Copy exactly the lines of the data below that run from the line holding "use rand::SeedableRng;" through the line holding "pub use pacer::Pacer;", both ends included.

### [MATERIAL PROVIDED]
····················

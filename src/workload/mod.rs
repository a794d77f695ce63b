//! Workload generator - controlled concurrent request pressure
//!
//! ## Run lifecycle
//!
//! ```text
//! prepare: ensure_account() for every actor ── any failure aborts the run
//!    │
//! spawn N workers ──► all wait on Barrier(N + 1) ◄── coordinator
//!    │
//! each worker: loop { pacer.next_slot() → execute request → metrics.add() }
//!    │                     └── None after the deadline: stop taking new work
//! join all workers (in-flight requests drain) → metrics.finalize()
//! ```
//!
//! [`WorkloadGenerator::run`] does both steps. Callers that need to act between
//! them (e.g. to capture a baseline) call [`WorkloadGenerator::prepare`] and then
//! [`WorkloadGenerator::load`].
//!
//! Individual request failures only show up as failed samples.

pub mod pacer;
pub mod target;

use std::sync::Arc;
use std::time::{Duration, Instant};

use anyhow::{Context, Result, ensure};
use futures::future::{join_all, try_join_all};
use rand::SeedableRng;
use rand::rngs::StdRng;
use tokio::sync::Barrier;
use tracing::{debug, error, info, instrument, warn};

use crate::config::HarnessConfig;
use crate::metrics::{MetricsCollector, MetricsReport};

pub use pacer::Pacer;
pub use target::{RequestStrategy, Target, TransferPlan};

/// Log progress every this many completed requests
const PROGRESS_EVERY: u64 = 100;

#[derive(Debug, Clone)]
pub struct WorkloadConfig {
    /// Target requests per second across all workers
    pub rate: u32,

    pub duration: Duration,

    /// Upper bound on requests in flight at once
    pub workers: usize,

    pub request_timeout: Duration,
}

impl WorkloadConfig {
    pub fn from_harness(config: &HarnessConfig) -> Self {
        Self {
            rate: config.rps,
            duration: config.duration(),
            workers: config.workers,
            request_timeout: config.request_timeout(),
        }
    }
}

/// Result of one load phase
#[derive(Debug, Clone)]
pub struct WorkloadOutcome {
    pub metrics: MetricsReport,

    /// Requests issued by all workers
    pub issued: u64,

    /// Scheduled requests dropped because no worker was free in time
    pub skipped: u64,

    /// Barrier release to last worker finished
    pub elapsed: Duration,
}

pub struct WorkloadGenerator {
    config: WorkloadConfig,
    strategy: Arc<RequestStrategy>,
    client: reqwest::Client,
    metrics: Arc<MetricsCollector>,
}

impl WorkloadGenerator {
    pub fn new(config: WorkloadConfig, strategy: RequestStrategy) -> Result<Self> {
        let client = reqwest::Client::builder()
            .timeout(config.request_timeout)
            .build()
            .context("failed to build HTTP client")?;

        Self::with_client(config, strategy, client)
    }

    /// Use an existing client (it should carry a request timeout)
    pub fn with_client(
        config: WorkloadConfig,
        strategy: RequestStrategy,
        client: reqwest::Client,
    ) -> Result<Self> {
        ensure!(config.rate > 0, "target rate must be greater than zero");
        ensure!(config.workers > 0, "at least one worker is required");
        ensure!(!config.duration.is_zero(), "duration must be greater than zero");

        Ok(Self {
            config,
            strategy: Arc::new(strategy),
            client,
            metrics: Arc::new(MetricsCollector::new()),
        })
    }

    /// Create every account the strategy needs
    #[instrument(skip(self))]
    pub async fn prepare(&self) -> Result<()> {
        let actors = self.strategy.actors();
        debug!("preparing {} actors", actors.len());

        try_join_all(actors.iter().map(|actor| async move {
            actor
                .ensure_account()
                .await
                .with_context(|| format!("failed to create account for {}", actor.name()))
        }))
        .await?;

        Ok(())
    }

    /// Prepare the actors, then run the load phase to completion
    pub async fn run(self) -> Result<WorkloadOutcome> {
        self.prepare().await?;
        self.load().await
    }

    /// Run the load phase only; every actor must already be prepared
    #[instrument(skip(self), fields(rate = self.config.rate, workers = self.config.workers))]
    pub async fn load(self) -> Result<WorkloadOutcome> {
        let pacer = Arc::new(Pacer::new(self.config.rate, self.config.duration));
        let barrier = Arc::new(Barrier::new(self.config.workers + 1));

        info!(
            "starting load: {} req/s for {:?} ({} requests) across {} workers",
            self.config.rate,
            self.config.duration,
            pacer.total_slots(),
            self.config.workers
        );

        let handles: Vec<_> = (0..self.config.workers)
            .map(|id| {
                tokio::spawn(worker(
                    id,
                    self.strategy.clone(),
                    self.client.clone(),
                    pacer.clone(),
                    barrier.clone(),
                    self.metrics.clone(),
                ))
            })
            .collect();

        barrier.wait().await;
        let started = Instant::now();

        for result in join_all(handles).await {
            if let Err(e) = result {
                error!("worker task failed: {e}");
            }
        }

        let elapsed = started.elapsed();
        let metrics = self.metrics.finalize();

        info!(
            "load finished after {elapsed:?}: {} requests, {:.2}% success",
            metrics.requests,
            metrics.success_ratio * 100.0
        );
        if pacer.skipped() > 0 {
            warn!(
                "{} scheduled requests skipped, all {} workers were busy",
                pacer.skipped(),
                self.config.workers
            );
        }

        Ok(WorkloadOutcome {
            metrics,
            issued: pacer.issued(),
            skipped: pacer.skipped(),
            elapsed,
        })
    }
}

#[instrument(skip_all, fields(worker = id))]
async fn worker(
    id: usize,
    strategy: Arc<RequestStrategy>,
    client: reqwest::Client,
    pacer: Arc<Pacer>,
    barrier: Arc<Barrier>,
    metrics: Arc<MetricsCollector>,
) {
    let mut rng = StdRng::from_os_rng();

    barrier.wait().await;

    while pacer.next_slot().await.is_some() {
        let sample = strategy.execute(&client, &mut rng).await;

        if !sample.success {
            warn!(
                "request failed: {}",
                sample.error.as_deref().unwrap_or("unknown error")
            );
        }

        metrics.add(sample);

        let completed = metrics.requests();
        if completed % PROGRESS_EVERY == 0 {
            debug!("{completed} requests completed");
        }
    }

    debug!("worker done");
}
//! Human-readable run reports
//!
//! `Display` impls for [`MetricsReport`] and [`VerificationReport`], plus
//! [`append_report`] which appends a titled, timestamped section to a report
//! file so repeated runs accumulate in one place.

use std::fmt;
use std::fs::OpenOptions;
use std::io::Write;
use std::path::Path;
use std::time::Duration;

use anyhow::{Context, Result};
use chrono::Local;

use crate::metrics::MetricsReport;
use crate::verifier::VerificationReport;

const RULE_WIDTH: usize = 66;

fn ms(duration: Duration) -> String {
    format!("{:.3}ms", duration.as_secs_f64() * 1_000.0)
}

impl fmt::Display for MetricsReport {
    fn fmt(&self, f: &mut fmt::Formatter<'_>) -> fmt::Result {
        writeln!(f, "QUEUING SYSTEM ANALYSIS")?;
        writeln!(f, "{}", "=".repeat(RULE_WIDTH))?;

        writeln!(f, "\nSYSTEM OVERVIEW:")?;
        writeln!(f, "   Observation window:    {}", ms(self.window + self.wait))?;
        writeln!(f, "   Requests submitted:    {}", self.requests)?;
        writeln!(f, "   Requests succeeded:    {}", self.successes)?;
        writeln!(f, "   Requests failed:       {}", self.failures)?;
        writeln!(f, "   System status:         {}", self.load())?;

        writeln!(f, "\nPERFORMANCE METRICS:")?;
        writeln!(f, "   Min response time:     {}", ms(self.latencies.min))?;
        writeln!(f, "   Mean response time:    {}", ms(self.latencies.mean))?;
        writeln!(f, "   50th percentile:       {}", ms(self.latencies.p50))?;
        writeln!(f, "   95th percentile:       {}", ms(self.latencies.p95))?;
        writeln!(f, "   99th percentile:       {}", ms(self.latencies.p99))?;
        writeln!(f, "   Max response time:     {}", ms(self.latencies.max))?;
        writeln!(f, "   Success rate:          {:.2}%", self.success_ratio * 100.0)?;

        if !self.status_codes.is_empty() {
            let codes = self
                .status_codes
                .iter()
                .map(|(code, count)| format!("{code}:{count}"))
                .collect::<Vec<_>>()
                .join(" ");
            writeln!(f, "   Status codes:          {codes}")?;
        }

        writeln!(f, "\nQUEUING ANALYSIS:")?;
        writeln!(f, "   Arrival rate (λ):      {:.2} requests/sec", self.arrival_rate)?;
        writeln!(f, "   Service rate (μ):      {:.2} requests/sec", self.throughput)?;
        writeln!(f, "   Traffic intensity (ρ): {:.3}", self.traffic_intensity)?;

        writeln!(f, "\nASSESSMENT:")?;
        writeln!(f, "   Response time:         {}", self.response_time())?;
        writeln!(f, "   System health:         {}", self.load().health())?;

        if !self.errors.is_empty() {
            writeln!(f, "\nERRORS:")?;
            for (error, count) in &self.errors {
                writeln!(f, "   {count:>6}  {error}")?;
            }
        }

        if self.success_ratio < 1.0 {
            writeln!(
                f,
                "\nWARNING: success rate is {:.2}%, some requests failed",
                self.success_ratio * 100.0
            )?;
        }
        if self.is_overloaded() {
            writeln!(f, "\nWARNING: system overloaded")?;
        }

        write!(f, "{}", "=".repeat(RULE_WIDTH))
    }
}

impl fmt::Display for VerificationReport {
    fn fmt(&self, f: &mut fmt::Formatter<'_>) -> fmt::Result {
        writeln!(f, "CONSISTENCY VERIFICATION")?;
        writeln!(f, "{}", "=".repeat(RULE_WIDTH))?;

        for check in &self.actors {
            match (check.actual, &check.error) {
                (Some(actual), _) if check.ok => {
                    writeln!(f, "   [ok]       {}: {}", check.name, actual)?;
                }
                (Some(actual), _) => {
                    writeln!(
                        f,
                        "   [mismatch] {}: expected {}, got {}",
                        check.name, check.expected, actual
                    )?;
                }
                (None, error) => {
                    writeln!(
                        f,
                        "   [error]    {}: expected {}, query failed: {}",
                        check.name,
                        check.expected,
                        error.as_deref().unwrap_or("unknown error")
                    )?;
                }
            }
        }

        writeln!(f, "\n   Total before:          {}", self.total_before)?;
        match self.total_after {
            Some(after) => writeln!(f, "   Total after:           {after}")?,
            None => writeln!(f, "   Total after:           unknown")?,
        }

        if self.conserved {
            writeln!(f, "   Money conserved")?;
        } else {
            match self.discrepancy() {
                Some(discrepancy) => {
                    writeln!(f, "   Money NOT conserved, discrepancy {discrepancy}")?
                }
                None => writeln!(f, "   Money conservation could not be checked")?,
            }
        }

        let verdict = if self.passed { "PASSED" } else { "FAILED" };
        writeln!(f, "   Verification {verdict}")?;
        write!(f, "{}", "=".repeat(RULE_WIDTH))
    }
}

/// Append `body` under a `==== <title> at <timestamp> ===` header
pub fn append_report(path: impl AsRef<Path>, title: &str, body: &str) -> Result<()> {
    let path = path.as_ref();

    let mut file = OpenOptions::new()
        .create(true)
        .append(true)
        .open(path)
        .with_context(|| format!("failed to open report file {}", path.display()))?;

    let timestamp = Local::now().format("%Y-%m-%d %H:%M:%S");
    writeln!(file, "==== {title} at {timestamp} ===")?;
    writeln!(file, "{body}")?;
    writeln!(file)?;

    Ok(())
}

····················

### [SOLUTION TO THE EXERCISE]
use rand::SeedableRng;
use rand::rngs::StdRng;
use tokio::sync::Barrier;
use tracing::{debug, error, info, instrument, warn};

use crate::config::HarnessConfig;
use crate::metrics::{MetricsCollector, MetricsReport};

pub use pacer::Pacer;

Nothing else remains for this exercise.